Bernalillo County Sheriff’s Office officials said at the time that Nehemiah had been planning the shootings for days.
He first shot his mother and 9-year-old brother, Zephaniah, with a .22-caliber rifle at around 1 a.m. on Jan. 19. Then he went into his younger sisters’ room and shot Jael, 5, and Angelina, 2, according to sheriff’s deputies.
After that, he waited for his father, Greg, a former pastor at Calvary Church in Albuquerque, to return home from an overnight shift at an Albuquerque homeless shelter. Nehemiah killed his father with a different rifle.
Greg had purchased the weapons, and Sarah and Nehemiah knew how to use them. The rifles were kept unlocked so Nehemiah could access them in an emergency, according to Journal reports.
Nehemiah pleaded guilty to two counts of second-degree murder for the deaths of his parents and three counts of child abuse resulting in death for fatally shooting his siblings.
He has been in custody since his arrest shortly after the shooting. For the past year and a half, he was been at the Sequoyah Adolescent Treatment Center, Buckels said.
Buckels said defense attorneys will attempt to have their client sentenced as a juvenile, which would ensure his release from custody at 21. Buckels said he expected prosecutors to seek an adult sentence, though a spokeswoman for the district attorney declined to answer questions about the hearing.
Kayla Anderson, the spokeswoman, said there was no agreement for sentencing.

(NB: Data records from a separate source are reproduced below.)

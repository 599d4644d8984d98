//! A single lattice node.

use std::fmt;
use std::sync::Arc;

use indexmap::IndexSet;
use latticework_core::{CellError, CellId, CoordVector, HistoryError, StateHistory};
use smallvec::SmallVec;

use crate::error::LatticeError;
use crate::relation::{AxisLinks, Relation};
use crate::rule::Rule;

/// A state-holding node with per-axis neighbour relations.
///
/// Cells are stored in a [`Lattice`](crate::Lattice) arena and refer to
/// each other by [`CellId`]. The relation accessors here are low level:
/// they do not keep the previous/next pair symmetric. The builder, or
/// [`Lattice::link`](crate::Lattice::link), is responsible for that.
pub struct Cell<S> {
    id: CellId,
    history: StateHistory<S>,
    coord: CoordVector,
    links: SmallVec<[AxisLinks; 4]>,
    pending: Option<S>,
    rule: Option<Arc<dyn Rule<S>>>,
}

impl<S: Clone> Cell<S> {
    /// An isolated-cyclic cell: every relation on every axis points back
    /// at the cell itself, forming a valid one-cell lattice.
    pub(crate) fn isolated(
        id: CellId,
        initial: S,
        dimensions: usize,
        memory_depth: usize,
    ) -> Result<Self, LatticeError> {
        let history = StateHistory::new(memory_depth, initial)?;
        let mut coord = CoordVector::new();
        coord.set_dimension_count(dimensions)?;
        Ok(Self {
            id,
            history,
            coord,
            links: SmallVec::from_elem(AxisLinks::self_loop(id), dimensions),
            pending: None,
            rule: None,
        })
    }
}

impl<S> Cell<S> {
    /// This cell's handle in its arena.
    pub fn id(&self) -> CellId {
        self.id
    }

    /// Number of axes this cell is linked along.
    pub fn dimension_count(&self) -> usize {
        self.links.len()
    }

    /// Grow or shrink the number of axes.
    ///
    /// New axes get self-referencing relation pairs and a zero
    /// coordinate; removed axes are discarded from the end. Retained
    /// axes keep their relations and coordinates.
    pub fn set_dimension_count(&mut self, n: usize) -> Result<(), LatticeError> {
        self.coord.set_dimension_count(n)?;
        self.links.resize(n, AxisLinks::self_loop(self.id));
        Ok(())
    }

    /// The relation towards lower coordinates on `axis`.
    pub fn previous(&self, axis: usize) -> Result<Relation, LatticeError> {
        self.axis(axis).map(|l| l.previous)
    }

    /// The relation towards higher coordinates on `axis`.
    pub fn next(&self, axis: usize) -> Result<Relation, LatticeError> {
        self.axis(axis).map(|l| l.next)
    }

    /// Overwrite the previous relation on `axis`.
    pub fn set_previous(&mut self, axis: usize, rel: Relation) -> Result<(), LatticeError> {
        self.axis_mut(axis)?.previous = rel;
        Ok(())
    }

    /// Overwrite the next relation on `axis`.
    pub fn set_next(&mut self, axis: usize, rel: Relation) -> Result<(), LatticeError> {
        self.axis_mut(axis)?.next = rel;
        Ok(())
    }

    /// All relation pairs, indexed by axis.
    pub fn links(&self) -> &[AxisLinks] {
        &self.links
    }

    /// The de-duplicated set of cells one relation away, on any axis.
    ///
    /// Order is axis-major, previous before next. A self-loop
    /// contributes this cell.
    pub fn neighbors_around(&self) -> IndexSet<CellId> {
        self.links
            .iter()
            .flat_map(|l| [l.previous, l.next])
            .filter_map(Relation::cell)
            .collect()
    }

    /// The positional label.
    pub fn coord(&self) -> &CoordVector {
        &self.coord
    }

    /// Mutable access to the label. Writes fail once it is frozen.
    pub fn coord_mut(&mut self) -> &mut CoordVector {
        &mut self.coord
    }

    pub(crate) fn replace_coord(&mut self, coord: CoordVector) {
        self.coord = coord;
    }

    /// The committed state (age 0).
    pub fn current(&self) -> &S {
        self.history.current()
    }

    /// The committed state `age` generations ago.
    pub fn state_at(&self, age: usize) -> Result<&S, HistoryError> {
        self.history.state_at(age)
    }

    /// The full history.
    pub fn history(&self) -> &StateHistory<S> {
        &self.history
    }

    /// Overwrite the current state in place. Does not start a new
    /// generation and leaves any pending state alone.
    pub fn force_state(&mut self, state: S) {
        self.history.force_current(state);
    }

    /// The bound rule, if any.
    pub fn rule(&self) -> Option<&Arc<dyn Rule<S>>> {
        self.rule.as_ref()
    }

    /// Bind `rule`, replacing any previous one.
    pub fn set_rule(&mut self, rule: Arc<dyn Rule<S>>) {
        self.rule = Some(rule);
    }

    /// Unbind the rule.
    pub fn clear_rule(&mut self) {
        self.rule = None;
    }

    /// The calculated-but-not-applied next state.
    pub fn pending(&self) -> Option<&S> {
        self.pending.as_ref()
    }

    /// Whether a calculated state is waiting to be applied.
    pub fn has_pending(&self) -> bool {
        self.pending.is_some()
    }

    /// Store a calculated next state, overwriting any earlier one.
    pub fn set_pending(&mut self, state: S) {
        self.pending = Some(state);
    }

    /// Commit the pending state as a new generation and clear the slot.
    pub fn apply_next(&mut self) -> Result<(), CellError> {
        let state = self
            .pending
            .take()
            .ok_or(CellError::NotCalculated { cell: self.id })?;
        self.history.push(state);
        Ok(())
    }

    fn axis(&self, axis: usize) -> Result<&AxisLinks, LatticeError> {
        let dimensions = self.links.len();
        self.links
            .get(axis)
            .ok_or(LatticeError::DimensionOutOfRange { axis, dimensions })
    }

    fn axis_mut(&mut self, axis: usize) -> Result<&mut AxisLinks, LatticeError> {
        let dimensions = self.links.len();
        self.links
            .get_mut(axis)
            .ok_or(LatticeError::DimensionOutOfRange { axis, dimensions })
    }
}

impl<S: fmt::Debug> fmt::Debug for Cell<S> {
    fn fmt(&self, f: &mut fmt::Formatter<'_>) -> fmt::Result {
        f.debug_struct("Cell")
            .field("id", &self.id)
            .field("coord", &self.coord)
            .field("current", self.history.current())
            .field("pending", &self.pending)
            .field("links", &self.links)
            .field("has_rule", &self.rule.is_some())
            .finish()
    }
}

Buckels said the amenability hearing is expected to last about a week, and will include a number of experts in crime-scene investigation, psychology, psychiatry and brain-scan imaging. Nehemiah’s brain was scanned after the shootings. It’s not clear whether he’s been diagnosed with a mental illness.
“There’s going to be a lot of information for the judge to chew over,” Buckels said.
Buckels said defense attorneys have been in contact with many of his client’s extended family members since the shooting. He said the family didn’t want to see the case go to trial and they support the process of the amenability hearing.
Former state Sen. Eric Griego, Nehemiah’s uncle, directed questions to Buckels on Friday.
In a prior interview with the Journal, several surviving members of the family said they wanted Nehemiah to be tried as a juvenile.